Il 17 maggio 2026 la presidente del Consiglio, Giorgia Meloni, ha inviato una lettera alla presidente della Commissione europea, Ursula Von der Leyen, chiedendo che la deroga al Patto di stabilità già concessa per le spese per la difesa venga temporaneamente estesa anche agli interventi volti a contrastare la crisi energetica.
Nella missiva Roma sottolinea la necessità di coerenza politica: se la difesa è considerata prioritaria al punto da attivare la National escape clause, è lecito sostenere che anche la sicurezza energetica debba avere lo stesso trattamento.
Nella stessa lettera il governo italiano avverte che, senza un trattamento analogo, sarà complicato spiegare all’opinione pubblica eventuali ricorsi a programmi come il Safe, pensati per finanziare spese strategiche.
La comunicazione ufficiale di Bruxelles, tuttavia, è arrivata in tono prudente: un portavoce della Commissione ha ricordato la disponibilità di una serie di strumenti per far fronte alla situazione, ma ha escluso per il momento l’inclusione della clausola di salvaguardia nazionale tra le opzioni presentate agli Stati membri.
Le ragioni di Roma
Nel documento inviato a Von der Leyen, il governo evidenzia fenomeni geopolitici concreti — dalla crisi in Medio Oriente alle tensioni nello Stretto di Hormuz, fino agli effetti persistenti del conflitto in Ucraina — come elementi che stanno già provocando rincari e discontinuità nel mercato dell’energia.

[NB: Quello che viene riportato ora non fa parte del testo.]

use serde::{Deserialize, Serialize};
use std::sync::Arc;
use tokio::sync::RwLock;

use crate::domain::errors::EngineError;

fn default_warning_ratio() -> f64 {
    0.85
}

fn default_critical_ratio() -> f64 {
    1.5
}

/// Named, versioned set of numeric ceilings. Created at configuration load,
/// replaced atomically on reconfiguration; every risk decision records the
/// version it used.
#[derive(Debug, Clone, Serialize, Deserialize)]
pub struct RiskLimitSet {
    pub name: String,
    pub version: u32,

    /// Max single position as fraction of equity (e.g. 0.20 = 20%)
    pub max_position_pct: f64,
    /// Max exposure per exchange as fraction of equity
    pub max_exchange_exposure_pct: f64,
    /// Max gross exposure over equity
    pub max_leverage: f64,
    /// Daily VaR ceiling as fraction of equity, at the engine confidence level
    pub daily_var_ceiling_pct: f64,
    /// Max drawdown from the equity high-water mark
    pub max_drawdown_pct: f64,
    /// Max loss per day as fraction of session start equity
    pub max_daily_loss_pct: f64,
    /// Max pairwise correlation between held assets
    pub correlation_ceiling: f64,
    /// Max notional per single order, USD
    pub max_order_value_usd: f64,

    /// Fraction of a ceiling at which a warning-severity event opens
    #[serde(default = "default_warning_ratio")]
    pub warning_ratio: f64,
    /// Multiple of a ceiling at which an event becomes critical
    #[serde(default = "default_critical_ratio")]
    pub critical_ratio: f64,
}

impl RiskLimitSet {
    pub fn validate(&self) -> Result<(), EngineError> {
        let invalid = |msg: String| Err(EngineError::ConfigurationInvalid(msg));

        if self.name.is_empty() {
            return invalid("limit set name must not be empty".to_string());
        }
        if self.max_position_pct <= 0.0 || self.max_position_pct > 1.0 {
            return invalid(format!("Invalid max_position_pct: {}", self.max_position_pct));
        }
        if self.max_exchange_exposure_pct <= 0.0 || self.max_exchange_exposure_pct > 1.0 {
            return invalid(format!(
                "Invalid max_exchange_exposure_pct: {}",
                self.max_exchange_exposure_pct
            ));
        }
        if self.max_leverage <= 0.0 {
            return invalid(format!("Invalid max_leverage: {}", self.max_leverage));
        }
        if self.daily_var_ceiling_pct <= 0.0 || self.daily_var_ceiling_pct > 1.0 {
            return invalid(format!(
                "Invalid daily_var_ceiling_pct: {}",
                self.daily_var_ceiling_pct
            ));
        }
        if self.max_drawdown_pct <= 0.0 || self.max_drawdown_pct > 1.0 {
            return invalid(format!("Invalid max_drawdown_pct: {}", self.max_drawdown_pct));
        }
        if self.max_daily_loss_pct <= 0.0 || self.max_daily_loss_pct > 0.5 {
            return invalid(format!(
                "Invalid max_daily_loss_pct: {}",
                self.max_daily_loss_pct
            ));
        }
        if self.correlation_ceiling <= 0.0 || self.correlation_ceiling > 1.0 {
            return invalid(format!(
                "Invalid correlation_ceiling: {}",
                self.correlation_ceiling
            ));
        }
        if self.max_order_value_usd <= 0.0 {
            return invalid(format!(
                "Invalid max_order_value_usd: {}",
                self.max_order_value_usd
            ));
        }
        if self.warning_ratio <= 0.0 || self.warning_ratio >= 1.0 {
            return invalid(format!("Invalid warning_ratio: {}", self.warning_ratio));
        }
        if self.critical_ratio <= 1.0 {
            return invalid(format!("Invalid critical_ratio: {}", self.critical_ratio));
        }
        Ok(())
    }

    /// True when every ceiling in `self` is at or below the corresponding
    /// ceiling in `other`. Stress-test proposals must satisfy this.
    pub fn is_tightening_of(&self, other: &RiskLimitSet) -> bool {
        self.max_position_pct <= other.max_position_pct
            && self.max_exchange_exposure_pct <= other.max_exchange_exposure_pct
            && self.max_leverage <= other.max_leverage
            && self.daily_var_ceiling_pct <= other.daily_var_ceiling_pct
            && self.max_drawdown_pct <= other.max_drawdown_pct
            && self.max_daily_loss_pct <= other.max_daily_loss_pct
            && self.correlation_ceiling <= other.correlation_ceiling
            && self.max_order_value_usd <= other.max_order_value_usd
    }
}

impl Default for RiskLimitSet {
    fn default() -> Self {
        Self {
            name: "default".to_string(),
            version: 1,
            max_position_pct: 0.20,
            max_exchange_exposure_pct: 0.50,
            max_leverage: 2.0,
            daily_var_ceiling_pct: 0.05,
            max_drawdown_pct: 0.20,
            max_daily_loss_pct: 0.05,
            correlation_ceiling: 0.85,
            max_order_value_usd: 100_000.0,
            warning_ratio: default_warning_ratio(),
            critical_ratio: default_critical_ratio(),
        }
    }
}

/// Shared handle to the active limit set. Readers clone the Arc and hold no
/// lock; reloads swap the pointer atomically.
#[derive(Debug)]
pub struct SharedLimits {
    inner: RwLock<Arc<RiskLimitSet>>,
}

impl SharedLimits {
    pub fn new(limits: RiskLimitSet) -> Self {
        Self {
            inner: RwLock::new(Arc::new(limits)),
        }
    }

    pub async fn get(&self) -> Arc<RiskLimitSet> {
        self.inner.read().await.clone()
    }

    pub async fn swap(&self, limits: RiskLimitSet) -> Arc<RiskLimitSet> {
        let mut guard = self.inner.write().await;
        let previous = guard.clone();
        *guard = Arc::new(limits);
        previous
    }
}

Secondo Roma, questi shock mettono a rischio la competitività delle imprese, il potere d’acquisto delle famiglie e la stabilità sociale, rendendo la protezione del sistema energetico un obiettivo di natura strategica pari a quello della difesa.
Impatto sul consenso e sulle scelte di bilancio
Il governo sottolinea inoltre che l’assenza di una scelta chiara sull’estensione della deroga potrebbe trasformarsi in un problema politico interno: spiegare l’uso di programmi finanziari straordinari per la difesa, evitando il medesimo supporto per misure che attenuino i rincari dell’energia, rischierebbe di essere percepito come incoerente. Per questo motivo la richiesta italiana non è solo tecnica, ma anche mirata a dare un segnale di coerenza politica ai cittadini e agli operatori economici.
La risposta di Bruxelles
La reazione ufficiale della Commissione europea, riportata da un portavoce, è stata netta ma cauta: la posizione non è cambiata rispetto alle valutazioni precedenti. La Commissione ha affermato di aver messo sul tavolo una gamma di opzioni utili a gestire la crisi energetica, ma ha precisato che al momento non include la clausola di salvaguardia nazionale, motivando tale scelta con l’esigenza di mantenere un quadro di politiche fiscalmente responsabili. Allo stesso tempo, Bruxelles ha aggiunto che continuerà a monitorare l’evoluzione degli eventi.
Quali strumenti alternativi
Di fronte al rifiuto temporaneo della clausola, gli Stati membri possono rivolgersi ad altre strade: misure di spesa straordinaria entro i limiti di bilancio, programmi finanziati a livello nazionale, oppure l’utilizzo di flessibilità già previste dai regolamenti. La Commissione ha anche proposto strumenti specifici per mitigare l’impatto dei prezzi energetici, pur restando all’interno di vincoli che mirano a non compromettere la sostenibilità dei conti pubblici.
Possibili ricadute su famiglie e imprese
Al centro del confronto rimangono le conseguenze materiali per cittadini e imprese: rincari energetici prolungati possono erodere il reddito disponibile, aumentare i costi di produzione e ridurre la competitività del sistema produttivo. Roma chiede quindi un segnale europeo che riconosca la sicurezza energetica come una priorità strategica di portata continentale, tale da giustificare strumenti temporanei e mirati. Nel frattempo, la discussione tra governo italiano e Commissione proseguirà, con l’osservazione reciproca degli sviluppi geopolitici e dei mercati come fattore determinante per eventuali aperture future.